Il mese in cui il prossimo viaggio è intollerabilmente lontano, in cui la prospettiva di una giornata di lavoro, di più giornate di lavoro piene è fastidiosa come la sabbia rimasta sulla pelle, eppure ovviamente necessarie (perché sì, continuo a voler fatturare e mangiare).

E le voglie si accumulano: leggere, camminare, scrivere, ridere, chiacchierare, confrontarsi, imparare, evolvere, di più, sempre e solo di più; poi, quando capitano sere che sono boccate d’aria, in cui le chiacchiere si susseguono, si mangia bene, si ride, ci si confronta e si passeggia in una serata in cui anche il clima sembra aver deciso di venire incontro, la normalità del giorno dopo è ancora più stretta e finisci per trascorrere i momenti di pausa a cercare idee stimolanti, siano essi concerti, mostre, film, spettacoli.
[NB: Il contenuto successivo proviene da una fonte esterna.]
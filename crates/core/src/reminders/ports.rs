//! Port interfaces for reminders and push delivery

use async_trait::async_trait;
use chrono::{DateTime, Utc};
use hearth_domain::{DueReminder, NotificationJob, Result};

/// Read and acknowledge reminders
#[async_trait]
pub trait ReminderRepository: Send + Sync {
    /// Unsent, uncompleted reminders with `from <= reminder_time <= to`
    async fn find_due(&self, from: DateTime<Utc>, to: DateTime<Utc>) -> Result<Vec<DueReminder>>;

    async fn mark_sent(&self, reminder_id: &str) -> Result<()>;
}

/// Push-capable devices registered by users
#[async_trait]
pub trait DeviceRepository: Send + Sync {
    async fn active_tokens(&self, user_id: &str) -> Result<Vec<String>>;
}

/// Outbound notification queue
#[async_trait]
pub trait NotificationQueue: Send + Sync {
    async fn enqueue(&self, job: NotificationJob) -> Result<()>;
}
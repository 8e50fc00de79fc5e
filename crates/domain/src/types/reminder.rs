//! Reminder and push notification records

use std::collections::BTreeMap;

use chrono::{DateTime, Utc};
use serde::{Deserialize, Serialize};
#[cfg(feature = "ts-gen")]
use ts_rs::TS;

use crate::impl_domain_status_conversions;

/// Reminder whose notification window has opened.
#[derive(Debug, Clone, PartialEq, Eq, Serialize, Deserialize)]
#[serde(rename_all = "camelCase")]
pub struct DueReminder {
    pub id: String,
    pub user_id: String,
    pub title: String,
    pub description: Option<String>,
    pub reminder_time: DateTime<Utc>,
}

#[derive(Debug, Clone, Copy, PartialEq, Eq, Serialize, Deserialize)]
#[serde(rename_all = "snake_case")]
#[cfg_attr(feature = "ts-gen", derive(TS))]
#[cfg_attr(feature = "ts-gen", ts(export))]
pub enum NotificationStatus {
    Pending,
    Sent,
    Failed,
}

impl_domain_status_conversions!(NotificationStatus {
    Pending => "pending",
    Sent => "sent",
    Failed => "failed",
});

/// Push notification handed to the delivery outbox.
#[derive(Debug, Clone, PartialEq, Eq, Serialize, Deserialize)]
#[serde(rename_all = "camelCase")]
pub struct NotificationJob {
    pub device_token: String,
    pub title: String,
    pub body: String,
    #[serde(default)]
    pub data: BTreeMap<String, String>,
}

impl NotificationJob {
    /// Job announcing `reminder` to one device.
    pub fn for_reminder(device_token: impl Into<String>, reminder: &DueReminder) -> Self {
        let body = reminder
            .description
            .as_deref()
            .filter(|d| !d.is_empty())
            .unwrap_or(crate::constants::REMINDER_FALLBACK_BODY)
            .to_string();
        let mut data = BTreeMap::new();
        data.insert("type".to_string(), "reminder".to_string());
        data.insert("id".to_string(), reminder.id.clone());

        Self { device_token: device_token.into(), title: reminder.title.clone(), body, data }
    }
}
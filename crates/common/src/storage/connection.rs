//! Pooled connection wrapper

use std::ops::{Deref, DerefMut};

use r2d2::PooledConnection;
use r2d2_sqlite::SqliteConnectionManager;
use rusqlite::Connection as RusqliteConnection;

/// Pooled rusqlite connection, returned to the pool on drop.
///
/// Derefs to [`rusqlite::Connection`] so repositories can use the full
/// rusqlite API, including `transaction()` through `DerefMut`.
pub struct SqliteConnection {
    inner: PooledConnection<SqliteConnectionManager>,
}

impl SqliteConnection {
    pub fn new(conn: PooledConnection<SqliteConnectionManager>) -> Self {
        Self { inner: conn }
    }

    pub fn inner(&self) -> &RusqliteConnection {
        &self.inner
    }
}

impl std::fmt::Debug for SqliteConnection {
    fn fmt(&self, f: &mut std::fmt::Formatter<'_>) -> std::fmt::Result {
        f.debug_struct("SqliteConnection").finish_non_exhaustive()
    }
}

impl Deref for SqliteConnection {
    type Target = RusqliteConnection;

    fn deref(&self) -> &Self::Target {
        &self.inner
    }
}

impl DerefMut for SqliteConnection {
    fn deref_mut(&mut self) -> &mut Self::Target {
        &mut self.inner
    }
}
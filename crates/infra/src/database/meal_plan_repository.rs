//! SQLite-backed meal plan templates and user overrides.

use std::sync::Arc;

use async_trait::async_trait;
use chrono::Utc;
use hearth_core::{MealPlanRepository, OverrideUpsert};
use hearth_domain::{
    HearthError, MealPlanTemplate, MealPlanType, NewMealPlanTemplate, Result as DomainResult,
    UserMealOverride,
};
use rusqlite::{params, OptionalExtension, Row};

use super::manager::DbManager;
use super::support::{from_json, from_opt_json, from_ts, new_id, to_json, with_connection};
use crate::errors::sql_err;

const TEMPLATE_COLUMNS: &str = "id, date_key, type, calories, macros, courses, created_at";
const OVERRIDE_COLUMNS: &str =
    "id, user_id, date_key, holiday_id, courses, calories, macros, notes, created_at, updated_at";

// First writer wins; later generations for the same key are discarded.
const TEMPLATE_INSERT_SQL: &str = "INSERT INTO meal_plan_templates
        (id, date_key, type, calories, macros, courses, created_at)
    VALUES (?1, ?2, ?3, ?4, ?5, ?6, ?7)
    ON CONFLICT(date_key, type) DO NOTHING";

const OVERRIDE_INSERT_SQL: &str = "INSERT INTO user_meal_overrides
        (id, user_id, date_key, holiday_id, courses, calories, macros, notes, created_at, updated_at)
    VALUES (?1, ?2, ?3, ?4, ?5, ?6, ?7, ?8, ?9, ?9)";

const OVERRIDE_UPDATE_SQL: &str = "UPDATE user_meal_overrides SET
        courses = ?2,
        calories = COALESCE(?3, calories),
        macros = COALESCE(?4, macros),
        notes = COALESCE(?5, notes),
        updated_at = ?6
    WHERE id = ?1";

pub struct SqliteMealPlanRepository {
    db: Arc<DbManager>,
}

impl SqliteMealPlanRepository {
    pub fn new(db: Arc<DbManager>) -> Self {
        Self { db }
    }
}

struct RawTemplate {
    id: String,
    date_key: String,
    plan_type: String,
    calories: Option<f64>,
    macros: Option<String>,
    courses: String,
    created_at: i64,
}

fn map_template_row(row: &Row<'_>) -> rusqlite::Result<RawTemplate> {
    Ok(RawTemplate {
        id: row.get(0)?,
        date_key: row.get(1)?,
        plan_type: row.get(2)?,
        calories: row.get(3)?,
        macros: row.get(4)?,
        courses: row.get(5)?,
        created_at: row.get(6)?,
    })
}

impl RawTemplate {
    fn into_template(self) -> DomainResult<MealPlanTemplate> {
        let plan_type = self
            .plan_type
            .parse::<MealPlanType>()
            .map_err(|e| HearthError::Database(format!("meal_plan_templates.type: {e}")))?;
        Ok(MealPlanTemplate {
            id: self.id,
            date_key: self.date_key,
            plan_type,
            calories: self.calories,
            macros: from_opt_json("macros", self.macros)?,
            courses: from_json("courses", &self.courses)?,
            created_at: from_ts(self.created_at)?,
        })
    }
}

struct RawOverride {
    id: String,
    user_id: String,
    date_key: String,
    holiday_id: Option<String>,
    courses: String,
    calories: Option<f64>,
    macros: Option<String>,
    notes: Option<String>,
    created_at: i64,
    updated_at: i64,
}

fn map_override_row(row: &Row<'_>) -> rusqlite::Result<RawOverride> {
    Ok(RawOverride {
        id: row.get(0)?,
        user_id: row.get(1)?,
        date_key: row.get(2)?,
        holiday_id: row.get(3)?,
        courses: row.get(4)?,
        calories: row.get(5)?,
        macros: row.get(6)?,
        notes: row.get(7)?,
        created_at: row.get(8)?,
        updated_at: row.get(9)?,
    })
}

impl RawOverride {
    fn into_override(self) -> DomainResult<UserMealOverride> {
        Ok(UserMealOverride {
            id: self.id,
            user_id: self.user_id,
            date_key: self.date_key,
            holiday_id: self.holiday_id,
            courses: from_json("courses", &self.courses)?,
            calories: self.calories,
            macros: from_opt_json("macros", self.macros)?,
            notes: self.notes,
            created_at: from_ts(self.created_at)?,
            updated_at: from_ts(self.updated_at)?,
        })
    }
}

fn query_override(
    conn: &rusqlite::Connection,
    user_id: &str,
    date_key: &str,
    holiday_id: Option<&str>,
) -> DomainResult<Option<UserMealOverride>> {
    conn.query_row(
        &format!(
            "SELECT {OVERRIDE_COLUMNS} FROM user_meal_overrides
             WHERE user_id = ?1 AND date_key = ?2 AND holiday_id IS ?3
             ORDER BY created_at DESC, rowid DESC LIMIT 1"
        ),
        params![user_id, date_key, holiday_id],
        map_override_row,
    )
    .optional()
    .map_err(sql_err)?
    .map(RawOverride::into_override)
    .transpose()
}

fn query_template(
    conn: &rusqlite::Connection,
    date_key: &str,
    plan_type: MealPlanType,
) -> DomainResult<Option<MealPlanTemplate>> {
    conn.query_row(
        &format!(
            "SELECT {TEMPLATE_COLUMNS} FROM meal_plan_templates WHERE date_key = ?1 AND type = ?2"
        ),
        params![date_key, plan_type.to_string()],
        map_template_row,
    )
    .optional()
    .map_err(sql_err)?
    .map(RawTemplate::into_template)
    .transpose()
}

#[async_trait]
impl MealPlanRepository for SqliteMealPlanRepository {
    async fn find_latest_override(
        &self,
        user_id: &str,
        date_key: &str,
        holiday_id: Option<&str>,
    ) -> DomainResult<Option<UserMealOverride>> {
        let user_id = user_id.to_string();
        let date_key = date_key.to_string();
        let holiday_id = holiday_id.map(str::to_string);
        with_connection(&self.db, move |conn| {
            query_override(conn, &user_id, &date_key, holiday_id.as_deref())
        })
        .await
    }

    async fn upsert_override(
        &self,
        user_id: &str,
        date_key: &str,
        data: OverrideUpsert,
    ) -> DomainResult<UserMealOverride> {
        let user_id = user_id.to_string();
        let date_key = date_key.to_string();
        with_connection(&self.db, move |conn| {
            let courses = to_json(&data.courses)?;
            let macros = data.macros.as_ref().map(to_json).transpose()?;
            let now = Utc::now().timestamp();

            let tx = conn.transaction().map_err(sql_err)?;
            let existing = query_override(&tx, &user_id, &date_key, data.holiday_id.as_deref())?;
            let id = match existing {
                Some(found) => {
                    tx.execute(
                        OVERRIDE_UPDATE_SQL,
                        params![found.id, courses, data.calories, macros, data.notes, now],
                    )
                    .map_err(sql_err)?;
                    found.id
                }
                None => {
                    let id = new_id();
                    tx.execute(
                        OVERRIDE_INSERT_SQL,
                        params![
                            id,
                            user_id,
                            date_key,
                            data.holiday_id,
                            courses,
                            data.calories,
                            macros,
                            data.notes,
                            now,
                        ],
                    )
                    .map_err(sql_err)?;
                    id
                }
            };

            let stored = tx
                .query_row(
                    &format!("SELECT {OVERRIDE_COLUMNS} FROM user_meal_overrides WHERE id = ?1"),
                    params![id],
                    map_override_row,
                )
                .map_err(sql_err)?
                .into_override()?;
            tx.commit().map_err(sql_err)?;
            Ok(stored)
        })
        .await
    }

    async fn find_template(
        &self,
        date_key: &str,
        plan_type: MealPlanType,
    ) -> DomainResult<Option<MealPlanTemplate>> {
        let date_key = date_key.to_string();
        with_connection(&self.db, move |conn| query_template(conn, &date_key, plan_type)).await
    }

    async fn insert_template(
        &self,
        template: NewMealPlanTemplate,
    ) -> DomainResult<MealPlanTemplate> {
        with_connection(&self.db, move |conn| {
            conn.execute(
                TEMPLATE_INSERT_SQL,
                params![
                    new_id(),
                    template.date_key,
                    template.plan_type.to_string(),
                    template.calories,
                    to_json(&template.macros)?,
                    to_json(&template.courses)?,
                    Utc::now().timestamp(),
                ],
            )
            .map_err(sql_err)?;

            query_template(conn, &template.date_key, template.plan_type)?.ok_or_else(|| {
                HearthError::Internal(format!(
                    "template {} vanished after insert",
                    template.date_key
                ))
            })
        })
        .await
    }
}
//! Calendar sync: ports, ICS parsing, OAuth state and the orchestrator

pub mod ics;
pub mod oauth_state;
pub mod ports;
pub mod service;

pub use ics::{decode_ics_date, parse_ics, ParsedIcsEvent};
pub use oauth_state::OAuthState;
pub use service::{CalendarSyncService, SyncOutcome};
Per avere di più.

“Non sei mai contento”. 
Vero.
Per certi versi è così. 
Perché contento assomiglia ad “accontentarsi” e io, di accontentarmi, non sono capace: io, quando mi sono accontentato, l’ho fatto per sopravvivere e solo per quello.
Ma “contento” e “accontentarmi” proprio no. Soddisfatto. Felice. Entusiasta. Inebriato. Questi sono aggettivi che preferisco di molto. 

Tutto in eccesso. Per godere della vita, dacci dentro a grando morsi. La moderazione va bene per i monaci.

Ecco, proprio come diceva zio Heinlein. Io non sono un monaco. Sono tutt’altro che un monaco.